* TASK OBJECTIVE
Every entry here should be copied exactly.

(Collected data)
Content starts

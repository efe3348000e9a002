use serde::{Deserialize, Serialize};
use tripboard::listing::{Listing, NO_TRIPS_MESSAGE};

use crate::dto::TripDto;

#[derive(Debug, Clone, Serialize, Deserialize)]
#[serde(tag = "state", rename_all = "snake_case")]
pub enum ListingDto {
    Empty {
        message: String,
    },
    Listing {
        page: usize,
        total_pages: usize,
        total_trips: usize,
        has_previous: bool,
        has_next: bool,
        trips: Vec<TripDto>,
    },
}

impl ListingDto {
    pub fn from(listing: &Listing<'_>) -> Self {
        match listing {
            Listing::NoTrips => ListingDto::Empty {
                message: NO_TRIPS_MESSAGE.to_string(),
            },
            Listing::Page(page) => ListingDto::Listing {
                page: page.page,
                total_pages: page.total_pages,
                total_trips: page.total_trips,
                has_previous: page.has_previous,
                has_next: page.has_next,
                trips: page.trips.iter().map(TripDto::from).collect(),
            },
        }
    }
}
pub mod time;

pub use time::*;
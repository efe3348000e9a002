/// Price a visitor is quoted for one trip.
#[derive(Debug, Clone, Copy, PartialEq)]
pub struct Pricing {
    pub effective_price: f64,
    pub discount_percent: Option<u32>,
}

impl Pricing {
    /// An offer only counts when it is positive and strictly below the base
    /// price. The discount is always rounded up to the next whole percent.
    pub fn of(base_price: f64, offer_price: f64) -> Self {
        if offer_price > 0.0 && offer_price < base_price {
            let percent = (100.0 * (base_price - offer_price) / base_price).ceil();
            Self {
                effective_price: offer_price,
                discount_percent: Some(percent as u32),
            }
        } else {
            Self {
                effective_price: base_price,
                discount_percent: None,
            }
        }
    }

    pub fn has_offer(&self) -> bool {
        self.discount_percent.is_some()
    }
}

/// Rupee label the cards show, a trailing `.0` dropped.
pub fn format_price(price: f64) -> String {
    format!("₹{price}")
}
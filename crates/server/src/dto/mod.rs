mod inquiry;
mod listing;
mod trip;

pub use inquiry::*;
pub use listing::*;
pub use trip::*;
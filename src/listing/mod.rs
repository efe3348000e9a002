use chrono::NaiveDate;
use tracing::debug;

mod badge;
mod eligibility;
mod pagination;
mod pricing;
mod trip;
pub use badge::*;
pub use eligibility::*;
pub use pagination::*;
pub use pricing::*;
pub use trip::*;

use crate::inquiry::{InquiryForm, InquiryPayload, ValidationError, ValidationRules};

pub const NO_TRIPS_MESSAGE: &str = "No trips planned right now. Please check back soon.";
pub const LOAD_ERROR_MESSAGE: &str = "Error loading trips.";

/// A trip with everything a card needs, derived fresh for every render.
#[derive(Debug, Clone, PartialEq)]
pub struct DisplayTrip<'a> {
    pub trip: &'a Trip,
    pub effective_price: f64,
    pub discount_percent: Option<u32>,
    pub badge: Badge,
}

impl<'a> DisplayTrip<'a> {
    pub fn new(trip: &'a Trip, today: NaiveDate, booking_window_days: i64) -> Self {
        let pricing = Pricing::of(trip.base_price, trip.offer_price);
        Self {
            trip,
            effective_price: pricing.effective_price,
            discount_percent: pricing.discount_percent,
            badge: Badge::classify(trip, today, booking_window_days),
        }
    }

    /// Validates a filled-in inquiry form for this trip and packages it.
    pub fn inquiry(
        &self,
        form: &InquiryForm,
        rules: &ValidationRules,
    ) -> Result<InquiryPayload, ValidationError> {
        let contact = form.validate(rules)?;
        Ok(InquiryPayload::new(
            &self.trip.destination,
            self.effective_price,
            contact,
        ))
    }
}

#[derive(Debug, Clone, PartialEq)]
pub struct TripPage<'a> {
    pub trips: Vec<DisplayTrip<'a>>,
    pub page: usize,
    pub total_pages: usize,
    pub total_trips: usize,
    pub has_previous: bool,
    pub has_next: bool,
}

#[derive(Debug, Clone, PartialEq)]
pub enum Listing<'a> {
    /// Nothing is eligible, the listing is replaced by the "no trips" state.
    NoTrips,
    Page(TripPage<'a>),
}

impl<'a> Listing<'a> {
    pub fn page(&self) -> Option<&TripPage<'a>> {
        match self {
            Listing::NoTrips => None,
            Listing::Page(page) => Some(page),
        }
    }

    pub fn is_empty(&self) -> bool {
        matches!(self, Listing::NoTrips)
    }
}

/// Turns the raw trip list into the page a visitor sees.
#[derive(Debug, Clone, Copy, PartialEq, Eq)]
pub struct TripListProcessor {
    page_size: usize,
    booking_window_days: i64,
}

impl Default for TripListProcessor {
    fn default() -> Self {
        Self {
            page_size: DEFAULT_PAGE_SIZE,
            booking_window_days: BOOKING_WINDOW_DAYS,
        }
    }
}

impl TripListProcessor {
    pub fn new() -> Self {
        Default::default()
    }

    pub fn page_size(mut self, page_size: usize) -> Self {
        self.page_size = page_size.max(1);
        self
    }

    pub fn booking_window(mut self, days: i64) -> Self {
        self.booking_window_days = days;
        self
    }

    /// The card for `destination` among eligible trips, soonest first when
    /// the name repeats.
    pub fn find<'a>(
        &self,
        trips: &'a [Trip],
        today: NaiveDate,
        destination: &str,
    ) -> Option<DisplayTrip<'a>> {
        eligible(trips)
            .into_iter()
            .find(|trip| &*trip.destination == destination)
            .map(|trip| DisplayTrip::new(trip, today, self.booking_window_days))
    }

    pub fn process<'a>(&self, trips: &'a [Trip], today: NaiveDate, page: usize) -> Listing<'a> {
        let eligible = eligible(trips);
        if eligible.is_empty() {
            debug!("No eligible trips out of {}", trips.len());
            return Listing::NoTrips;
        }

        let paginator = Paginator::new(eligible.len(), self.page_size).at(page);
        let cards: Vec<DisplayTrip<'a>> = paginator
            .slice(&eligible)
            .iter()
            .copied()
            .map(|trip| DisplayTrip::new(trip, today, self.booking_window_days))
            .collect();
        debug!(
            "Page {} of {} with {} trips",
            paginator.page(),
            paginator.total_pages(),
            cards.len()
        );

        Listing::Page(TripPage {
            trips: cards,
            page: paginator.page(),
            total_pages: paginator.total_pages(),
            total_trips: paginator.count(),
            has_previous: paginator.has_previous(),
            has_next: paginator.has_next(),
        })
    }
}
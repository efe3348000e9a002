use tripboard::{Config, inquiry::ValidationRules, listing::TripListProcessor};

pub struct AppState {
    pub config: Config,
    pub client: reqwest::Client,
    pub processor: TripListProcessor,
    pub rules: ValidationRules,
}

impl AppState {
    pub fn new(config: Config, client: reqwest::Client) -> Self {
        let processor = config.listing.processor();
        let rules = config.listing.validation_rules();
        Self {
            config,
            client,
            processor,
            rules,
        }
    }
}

Content ends

* SOLUTION TO THE EXERCISE
repository efe3348000e9a002
use serde::{Deserialize, Serialize};
use tripboard::listing::{Listing, NO_TRIPS_MESSAGE};

use crate::dto::TripDto;

#[derive(Debug, Clone, Serialize, Deserialize)]
#[serde(tag = "state", rename_all = "snake_case")]
pub enum ListingDto {
    Empty {
        message: String,
    },
    Listing {
        page: usize,
        total_pages: usize,
        total_trips: usize,
        has_previous: bool,
        has_next: bool,
        trips: Vec<TripDto>,
    },
}

impl ListingDto {
    pub fn from(listing: &Listing<'_>) -> Self {
        match listing {
            Listing::NoTrips => ListingDto::Empty {
                message: NO_TRIPS_MESSAGE.to_string(),
            },
            Listing::Page(page) => ListingDto::Listing {
                page: page.page,
                total_pages: page.total_pages,
                total_trips: page.total_trips,
                has_previous: page.has_previous,
                has_next: page.has_next,
                trips: page.trips.iter().map(TripDto::from).collect(),
            },
        }
    }
}
pub mod time;

pub use time::*;
repository efe3348000e9a002
/// Price a visitor is quoted for one trip.
#[derive(Debug, Clone, Copy, PartialEq)]
pub struct Pricing {
    pub effective_price: f64,
    pub discount_percent: Option<u32>,
}

impl Pricing {
    /// An offer only counts when it is positive and strictly below the base
    /// price. The discount is always rounded up to the next whole percent.
    pub fn of(base_price: f64, offer_price: f64) -> Self {
        if offer_price > 0.0 && offer_price < base_price {
            let percent = (100.0 * (base_price - offer_price) / base_price).ceil();
            Self {
                effective_price: offer_price,
                discount_percent: Some(percent as u32),
            }
        } else {
            Self {
                effective_price: base_price,
                discount_percent: None,
            }
        }
    }

    pub fn has_offer(&self) -> bool {
        self.discount_percent.is_some()
    }
}

/// Rupee label the cards show, a trailing `.0` dropped.
pub fn format_price(price: f64) -> String {
    format!("₹{price}")
}
filename crates/server/src/dto/mod.rs
mod inquiry;
mod listing;
mod trip;

pub use inquiry::*;
pub use listing::*;
pub use trip::*;
filename src/listing/mod.rs
repository efe3348000e9a002
use chrono::NaiveDate;
use tracing::debug;

mod badge;
mod eligibility;
mod pagination;
mod pricing;
mod trip;
pub use badge::*;
pub use eligibility::*;
pub use pagination::*;
pub use pricing::*;
pub use trip::*;

use crate::inquiry::{InquiryForm, InquiryPayload, ValidationError, ValidationRules};

pub const NO_TRIPS_MESSAGE: &str = "No trips planned right now. Please check back soon.";
pub const LOAD_ERROR_MESSAGE: &str = "Error loading trips.";

/// A trip with everything a card needs, derived fresh for every render.
#[derive(Debug, Clone, PartialEq)]
pub struct DisplayTrip<'a> {
    pub trip: &'a Trip,
    pub effective_price: f64,
    pub discount_percent: Option<u32>,
    pub badge: Badge,
}

impl<'a> DisplayTrip<'a> {
    pub fn new(trip: &'a Trip, today: NaiveDate, booking_window_days: i64) -> Self {
        let pricing = Pricing::of(trip.base_price, trip.offer_price);
        Self {
            trip,
            effective_price: pricing.effective_price,
            discount_percent: pricing.discount_percent,
            badge: Badge::classify(trip, today, booking_window_days),
        }
    }

    /// Validates a filled-in inquiry form for this trip and packages it.
    pub fn inquiry(
        &self,
        form: &InquiryForm,
        rules: &ValidationRules,
    ) -> Result<InquiryPayload, ValidationError> {
        let contact = form.validate(rules)?;
        Ok(InquiryPayload::new(
            &self.trip.destination,
            self.effective_price,
            contact,
        ))
    }
}

#[derive(Debug, Clone, PartialEq)]
pub struct TripPage<'a> {
    pub trips: Vec<DisplayTrip<'a>>,
    pub page: usize,
    pub total_pages: usize,
    pub total_trips: usize,
    pub has_previous: bool,
    pub has_next: bool,
}

#[derive(Debug, Clone, PartialEq)]
pub enum Listing<'a> {
    /// Nothing is eligible, the listing is replaced by the "no trips" state.
    NoTrips,
    Page(TripPage<'a>),
}

impl<'a> Listing<'a> {
    pub fn page(&self) -> Option<&TripPage<'a>> {
        match self {
            Listing::NoTrips => None,
            Listing::Page(page) => Some(page),
        }
    }

    pub fn is_empty(&self) -> bool {
        matches!(self, Listing::NoTrips)
    }
}

/// Turns the raw trip list into the page a visitor sees.
#[derive(Debug, Clone, Copy, PartialEq, Eq)]
pub struct TripListProcessor {
    page_size: usize,
    booking_window_days: i64,
}

impl Default for TripListProcessor {
    fn default() -> Self {
        Self {
            page_size: DEFAULT_PAGE_SIZE,
            booking_window_days: BOOKING_WINDOW_DAYS,
        }
    }
}

impl TripListProcessor {
    pub fn new() -> Self {
        Default::default()
    }

    pub fn page_size(mut self, page_size: usize) -> Self {
        self.page_size = page_size.max(1);
        self
    }

    pub fn booking_window(mut self, days: i64) -> Self {
        self.booking_window_days = days;
        self
    }

    /// The card for `destination` among eligible trips, soonest first when
    /// the name repeats.
    pub fn find<'a>(
        &self,
        trips: &'a [Trip],
        today: NaiveDate,
        destination: &str,
    ) -> Option<DisplayTrip<'a>> {
        eligible(trips)
            .into_iter()
            .find(|trip| &*trip.destination == destination)
            .map(|trip| DisplayTrip::new(trip, today, self.booking_window_days))
    }

    pub fn process<'a>(&self, trips: &'a [Trip], today: NaiveDate, page: usize) -> Listing<'a> {
        let eligible = eligible(trips);
        if eligible.is_empty() {
            debug!("No eligible trips out of {}", trips.len());
            return Listing::NoTrips;
        }

        let paginator = Paginator::new(eligible.len(), self.page_size).at(page);
        let cards: Vec<DisplayTrip<'a>> = paginator
            .slice(&eligible)
            .iter()
            .copied()
            .map(|trip| DisplayTrip::new(trip, today, self.booking_window_days))
            .collect();
        debug!(
            "Page {} of {} with {} trips",
            paginator.page(),
            paginator.total_pages(),
            cards.len()
        );

        Listing::Page(TripPage {
            trips: cards,
            page: paginator.page(),
            total_pages: paginator.total_pages(),
            total_trips: paginator.count(),
            has_previous: paginator.has_previous(),
            has_next: paginator.has_next(),
        })
    }
}
repository efe3348000e9a002
use tripboard::{Config, inquiry::ValidationRules, listing::TripListProcessor};

pub struct AppState {
    pub config: Config,
    pub client: reqwest::Client,
    pub processor: TripListProcessor,
    pub rules: ValidationRules,
}

impl AppState {
    pub fn new(config: Config, client: reqwest::Client) -> Self {
        let processor = config.listing.processor();
        let rules = config.listing.validation_rules();
        Self {
            config,
            client,
            processor,
            rules,
        }
    }
}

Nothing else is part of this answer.